- _Task prompt_
Look over the lines below. Report each one that includes the string "JobSnapshot".

++++++++++++++++++++

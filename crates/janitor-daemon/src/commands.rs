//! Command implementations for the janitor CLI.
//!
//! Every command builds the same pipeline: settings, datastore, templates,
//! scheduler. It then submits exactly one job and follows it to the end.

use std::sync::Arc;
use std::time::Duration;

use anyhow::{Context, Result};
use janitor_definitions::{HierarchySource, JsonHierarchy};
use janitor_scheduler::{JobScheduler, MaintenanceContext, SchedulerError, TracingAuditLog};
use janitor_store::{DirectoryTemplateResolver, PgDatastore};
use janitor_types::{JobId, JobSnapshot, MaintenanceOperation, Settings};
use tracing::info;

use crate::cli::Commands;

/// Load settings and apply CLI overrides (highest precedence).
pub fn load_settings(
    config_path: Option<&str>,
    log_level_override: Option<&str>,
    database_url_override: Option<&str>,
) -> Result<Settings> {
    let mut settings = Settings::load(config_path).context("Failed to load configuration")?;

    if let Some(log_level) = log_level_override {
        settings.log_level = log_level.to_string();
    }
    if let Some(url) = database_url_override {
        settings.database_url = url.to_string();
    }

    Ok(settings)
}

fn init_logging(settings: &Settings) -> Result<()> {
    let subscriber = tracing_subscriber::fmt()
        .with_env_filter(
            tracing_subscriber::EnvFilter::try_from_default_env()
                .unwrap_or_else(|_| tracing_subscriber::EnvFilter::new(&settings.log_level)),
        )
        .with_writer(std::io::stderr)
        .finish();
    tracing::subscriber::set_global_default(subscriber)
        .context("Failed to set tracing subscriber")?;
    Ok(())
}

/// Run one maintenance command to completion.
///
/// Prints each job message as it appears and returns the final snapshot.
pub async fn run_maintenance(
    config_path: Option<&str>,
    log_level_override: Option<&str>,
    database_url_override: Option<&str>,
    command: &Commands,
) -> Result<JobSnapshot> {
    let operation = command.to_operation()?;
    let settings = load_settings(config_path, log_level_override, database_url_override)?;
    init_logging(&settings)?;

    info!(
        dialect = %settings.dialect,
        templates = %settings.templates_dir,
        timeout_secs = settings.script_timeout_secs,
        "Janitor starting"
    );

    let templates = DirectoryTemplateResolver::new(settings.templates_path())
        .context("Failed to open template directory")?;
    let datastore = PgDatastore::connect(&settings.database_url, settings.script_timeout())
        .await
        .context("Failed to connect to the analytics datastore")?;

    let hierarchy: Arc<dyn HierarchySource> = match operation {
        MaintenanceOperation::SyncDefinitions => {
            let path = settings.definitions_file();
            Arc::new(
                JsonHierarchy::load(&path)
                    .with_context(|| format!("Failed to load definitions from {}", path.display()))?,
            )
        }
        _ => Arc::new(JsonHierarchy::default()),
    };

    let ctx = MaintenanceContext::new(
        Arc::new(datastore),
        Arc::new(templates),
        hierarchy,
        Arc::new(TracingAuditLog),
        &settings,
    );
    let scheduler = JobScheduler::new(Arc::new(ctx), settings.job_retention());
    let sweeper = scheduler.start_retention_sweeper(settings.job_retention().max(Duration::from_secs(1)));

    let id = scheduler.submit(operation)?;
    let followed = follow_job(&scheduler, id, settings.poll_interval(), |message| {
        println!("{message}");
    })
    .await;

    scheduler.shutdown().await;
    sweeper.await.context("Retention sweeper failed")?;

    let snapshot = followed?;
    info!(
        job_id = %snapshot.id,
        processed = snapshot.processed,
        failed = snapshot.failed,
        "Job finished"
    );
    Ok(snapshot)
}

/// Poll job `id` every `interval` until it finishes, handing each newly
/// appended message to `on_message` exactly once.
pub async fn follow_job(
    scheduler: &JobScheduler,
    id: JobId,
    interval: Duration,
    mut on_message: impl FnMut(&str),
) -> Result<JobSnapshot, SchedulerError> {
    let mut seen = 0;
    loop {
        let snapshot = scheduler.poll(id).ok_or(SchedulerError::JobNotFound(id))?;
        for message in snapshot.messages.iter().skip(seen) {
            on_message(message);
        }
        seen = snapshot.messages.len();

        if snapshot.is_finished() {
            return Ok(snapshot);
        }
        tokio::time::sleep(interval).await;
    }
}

++++++++++++++++++++

- _Result of the exercise_
use janitor_types::{JobId, JobSnapshot, MaintenanceOperation, Settings};
) -> Result<JobSnapshot> {
) -> Result<JobSnapshot, SchedulerError> {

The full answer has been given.